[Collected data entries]
--- --- ---

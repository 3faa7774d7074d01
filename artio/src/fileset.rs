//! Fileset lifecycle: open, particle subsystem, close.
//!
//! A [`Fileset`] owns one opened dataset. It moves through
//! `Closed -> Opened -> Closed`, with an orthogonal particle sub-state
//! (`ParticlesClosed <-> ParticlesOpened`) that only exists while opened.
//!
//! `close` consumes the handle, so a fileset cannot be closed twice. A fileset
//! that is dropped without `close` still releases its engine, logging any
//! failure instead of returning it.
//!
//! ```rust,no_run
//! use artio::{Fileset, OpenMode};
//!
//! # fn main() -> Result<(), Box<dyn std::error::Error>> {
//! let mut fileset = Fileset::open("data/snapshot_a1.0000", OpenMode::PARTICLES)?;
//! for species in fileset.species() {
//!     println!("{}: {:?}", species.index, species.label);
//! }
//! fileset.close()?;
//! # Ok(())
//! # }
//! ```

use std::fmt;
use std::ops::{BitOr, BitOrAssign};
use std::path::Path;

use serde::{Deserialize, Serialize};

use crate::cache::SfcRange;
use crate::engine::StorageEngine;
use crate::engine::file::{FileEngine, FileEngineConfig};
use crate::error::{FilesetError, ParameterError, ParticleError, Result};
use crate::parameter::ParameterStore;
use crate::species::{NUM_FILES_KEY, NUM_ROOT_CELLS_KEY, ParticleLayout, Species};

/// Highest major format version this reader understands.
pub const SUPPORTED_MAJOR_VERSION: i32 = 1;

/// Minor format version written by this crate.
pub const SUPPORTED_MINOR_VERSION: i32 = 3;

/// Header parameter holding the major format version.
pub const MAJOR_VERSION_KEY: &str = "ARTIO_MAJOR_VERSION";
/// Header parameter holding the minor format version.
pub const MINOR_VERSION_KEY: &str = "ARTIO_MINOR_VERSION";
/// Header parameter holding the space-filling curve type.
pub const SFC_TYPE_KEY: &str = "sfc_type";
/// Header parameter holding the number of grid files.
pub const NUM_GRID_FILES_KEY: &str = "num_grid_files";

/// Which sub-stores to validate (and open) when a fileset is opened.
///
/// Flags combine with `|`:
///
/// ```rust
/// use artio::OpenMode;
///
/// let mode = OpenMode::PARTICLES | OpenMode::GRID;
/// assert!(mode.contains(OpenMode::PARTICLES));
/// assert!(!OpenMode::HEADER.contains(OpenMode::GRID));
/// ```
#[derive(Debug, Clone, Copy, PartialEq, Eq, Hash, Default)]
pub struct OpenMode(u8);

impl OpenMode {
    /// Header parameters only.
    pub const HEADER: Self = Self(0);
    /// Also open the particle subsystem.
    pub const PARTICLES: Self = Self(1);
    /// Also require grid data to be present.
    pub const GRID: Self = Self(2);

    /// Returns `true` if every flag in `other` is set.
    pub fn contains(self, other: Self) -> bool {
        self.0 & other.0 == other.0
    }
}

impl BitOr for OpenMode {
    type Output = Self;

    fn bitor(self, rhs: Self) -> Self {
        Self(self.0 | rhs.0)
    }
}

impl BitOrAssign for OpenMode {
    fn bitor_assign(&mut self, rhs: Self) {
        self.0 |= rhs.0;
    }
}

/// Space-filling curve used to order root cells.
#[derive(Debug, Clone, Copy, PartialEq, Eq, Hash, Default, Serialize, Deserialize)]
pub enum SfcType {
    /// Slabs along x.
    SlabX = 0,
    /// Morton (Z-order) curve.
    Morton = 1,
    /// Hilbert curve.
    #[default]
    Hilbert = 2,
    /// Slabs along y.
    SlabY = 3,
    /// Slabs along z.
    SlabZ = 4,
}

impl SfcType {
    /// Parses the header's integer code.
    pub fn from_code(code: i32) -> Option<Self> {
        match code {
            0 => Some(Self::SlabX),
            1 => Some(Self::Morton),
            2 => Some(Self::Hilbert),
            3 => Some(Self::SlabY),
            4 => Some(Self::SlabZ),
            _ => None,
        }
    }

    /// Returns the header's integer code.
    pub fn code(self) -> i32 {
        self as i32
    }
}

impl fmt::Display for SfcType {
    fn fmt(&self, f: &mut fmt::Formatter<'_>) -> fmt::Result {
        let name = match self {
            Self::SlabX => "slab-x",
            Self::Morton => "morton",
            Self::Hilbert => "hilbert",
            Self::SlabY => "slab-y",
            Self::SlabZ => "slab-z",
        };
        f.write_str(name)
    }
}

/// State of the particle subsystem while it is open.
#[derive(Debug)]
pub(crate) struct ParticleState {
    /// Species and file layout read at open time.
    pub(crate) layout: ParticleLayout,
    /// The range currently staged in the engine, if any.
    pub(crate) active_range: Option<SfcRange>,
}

--- --- ---

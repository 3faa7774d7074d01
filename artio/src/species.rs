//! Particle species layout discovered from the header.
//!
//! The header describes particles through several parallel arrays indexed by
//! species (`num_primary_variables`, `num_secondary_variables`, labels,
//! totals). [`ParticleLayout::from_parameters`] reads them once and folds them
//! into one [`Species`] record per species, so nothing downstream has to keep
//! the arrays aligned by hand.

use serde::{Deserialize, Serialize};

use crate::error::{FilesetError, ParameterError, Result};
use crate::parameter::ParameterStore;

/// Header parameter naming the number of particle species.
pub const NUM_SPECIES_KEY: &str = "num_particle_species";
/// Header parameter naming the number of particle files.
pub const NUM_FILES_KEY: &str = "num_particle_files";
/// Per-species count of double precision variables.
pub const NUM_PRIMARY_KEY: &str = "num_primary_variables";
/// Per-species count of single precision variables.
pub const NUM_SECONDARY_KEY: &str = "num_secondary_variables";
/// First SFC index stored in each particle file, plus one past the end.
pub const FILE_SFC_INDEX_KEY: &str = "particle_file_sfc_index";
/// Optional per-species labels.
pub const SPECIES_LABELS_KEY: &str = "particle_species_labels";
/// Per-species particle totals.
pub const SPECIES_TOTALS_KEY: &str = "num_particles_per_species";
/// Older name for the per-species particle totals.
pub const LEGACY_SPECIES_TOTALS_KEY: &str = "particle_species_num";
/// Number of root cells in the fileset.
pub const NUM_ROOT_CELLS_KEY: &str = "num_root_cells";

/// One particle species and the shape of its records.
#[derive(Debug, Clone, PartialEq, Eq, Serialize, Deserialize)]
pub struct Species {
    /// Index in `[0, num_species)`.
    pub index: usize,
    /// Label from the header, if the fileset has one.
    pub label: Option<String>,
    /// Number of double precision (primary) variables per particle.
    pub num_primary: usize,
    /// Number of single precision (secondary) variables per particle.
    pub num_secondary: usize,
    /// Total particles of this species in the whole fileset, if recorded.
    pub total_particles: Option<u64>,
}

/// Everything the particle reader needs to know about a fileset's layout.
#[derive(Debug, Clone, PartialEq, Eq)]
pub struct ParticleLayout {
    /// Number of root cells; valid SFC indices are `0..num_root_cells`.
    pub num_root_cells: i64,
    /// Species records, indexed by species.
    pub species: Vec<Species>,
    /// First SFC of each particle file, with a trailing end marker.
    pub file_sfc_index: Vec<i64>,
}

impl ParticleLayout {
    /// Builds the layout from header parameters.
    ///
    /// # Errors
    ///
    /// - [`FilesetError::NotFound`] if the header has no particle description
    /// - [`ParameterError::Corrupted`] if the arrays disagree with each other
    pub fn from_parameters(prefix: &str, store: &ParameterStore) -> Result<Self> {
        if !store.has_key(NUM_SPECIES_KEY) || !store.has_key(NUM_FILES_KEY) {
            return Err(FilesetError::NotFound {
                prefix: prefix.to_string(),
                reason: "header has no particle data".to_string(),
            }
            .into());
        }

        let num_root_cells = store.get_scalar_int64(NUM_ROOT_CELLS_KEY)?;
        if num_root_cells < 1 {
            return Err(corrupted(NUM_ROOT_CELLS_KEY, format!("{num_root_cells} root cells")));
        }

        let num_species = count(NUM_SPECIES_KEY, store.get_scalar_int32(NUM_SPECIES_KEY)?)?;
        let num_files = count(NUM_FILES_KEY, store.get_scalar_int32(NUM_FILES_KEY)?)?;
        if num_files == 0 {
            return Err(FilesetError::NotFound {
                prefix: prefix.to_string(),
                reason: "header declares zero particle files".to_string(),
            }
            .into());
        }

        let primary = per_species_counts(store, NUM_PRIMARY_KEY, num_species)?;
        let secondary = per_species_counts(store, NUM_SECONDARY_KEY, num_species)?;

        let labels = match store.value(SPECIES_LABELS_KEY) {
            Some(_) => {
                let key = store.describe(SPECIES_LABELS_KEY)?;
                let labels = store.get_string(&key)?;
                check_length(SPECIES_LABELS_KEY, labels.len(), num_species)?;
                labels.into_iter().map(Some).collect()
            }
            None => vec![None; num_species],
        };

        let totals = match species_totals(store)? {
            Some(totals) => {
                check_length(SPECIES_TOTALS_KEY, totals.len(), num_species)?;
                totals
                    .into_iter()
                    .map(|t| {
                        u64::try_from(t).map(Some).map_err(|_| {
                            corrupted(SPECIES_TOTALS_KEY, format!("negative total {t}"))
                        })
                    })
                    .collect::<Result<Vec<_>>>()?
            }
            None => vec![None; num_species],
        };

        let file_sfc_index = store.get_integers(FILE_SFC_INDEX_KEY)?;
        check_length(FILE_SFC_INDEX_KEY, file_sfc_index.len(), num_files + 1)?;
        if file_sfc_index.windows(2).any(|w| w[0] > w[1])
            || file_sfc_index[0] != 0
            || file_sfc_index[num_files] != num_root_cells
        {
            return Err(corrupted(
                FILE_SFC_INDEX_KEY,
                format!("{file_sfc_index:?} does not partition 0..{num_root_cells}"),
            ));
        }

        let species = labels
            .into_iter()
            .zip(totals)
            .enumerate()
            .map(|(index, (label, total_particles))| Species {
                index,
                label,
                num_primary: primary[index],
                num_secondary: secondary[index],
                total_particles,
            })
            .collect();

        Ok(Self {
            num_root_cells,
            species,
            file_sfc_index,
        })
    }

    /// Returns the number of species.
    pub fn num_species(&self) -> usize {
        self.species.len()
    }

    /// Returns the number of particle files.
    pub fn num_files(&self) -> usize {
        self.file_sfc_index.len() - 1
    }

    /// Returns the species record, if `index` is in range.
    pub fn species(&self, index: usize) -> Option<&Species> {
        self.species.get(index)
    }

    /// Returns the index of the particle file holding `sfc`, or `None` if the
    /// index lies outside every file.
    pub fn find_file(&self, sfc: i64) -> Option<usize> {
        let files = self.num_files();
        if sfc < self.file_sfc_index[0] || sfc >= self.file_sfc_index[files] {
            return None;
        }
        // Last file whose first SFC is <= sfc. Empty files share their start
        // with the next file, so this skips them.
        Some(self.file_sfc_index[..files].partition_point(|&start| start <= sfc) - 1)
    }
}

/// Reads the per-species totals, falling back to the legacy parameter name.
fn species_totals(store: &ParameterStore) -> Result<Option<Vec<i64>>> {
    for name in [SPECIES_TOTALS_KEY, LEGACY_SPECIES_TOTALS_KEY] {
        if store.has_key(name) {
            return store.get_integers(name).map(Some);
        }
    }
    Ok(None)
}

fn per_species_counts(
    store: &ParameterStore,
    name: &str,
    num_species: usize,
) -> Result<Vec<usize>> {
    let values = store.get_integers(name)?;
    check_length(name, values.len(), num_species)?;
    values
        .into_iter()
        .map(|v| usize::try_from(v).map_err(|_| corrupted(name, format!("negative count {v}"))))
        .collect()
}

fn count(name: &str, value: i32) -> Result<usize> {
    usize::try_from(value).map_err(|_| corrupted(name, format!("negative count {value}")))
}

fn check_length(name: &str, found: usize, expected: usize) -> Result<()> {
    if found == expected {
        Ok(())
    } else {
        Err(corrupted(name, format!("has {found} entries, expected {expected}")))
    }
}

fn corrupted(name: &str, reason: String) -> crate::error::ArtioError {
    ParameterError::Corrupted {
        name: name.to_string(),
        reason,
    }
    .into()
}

--- --- ---

[Work required] Only one stretch of the data above is needed. Restate it word for word, from the line containing "pub const LEGACY_SPECIES_TOTALS_KEY: &str" through the line containing "of its records.", both ends included.

[Expected output]
pub const LEGACY_SPECIES_TOTALS_KEY: &str = "particle_species_num";
/// Number of root cells in the fileset.
pub const NUM_ROOT_CELLS_KEY: &str = "num_root_cells";

/// One particle species and the shape of its records.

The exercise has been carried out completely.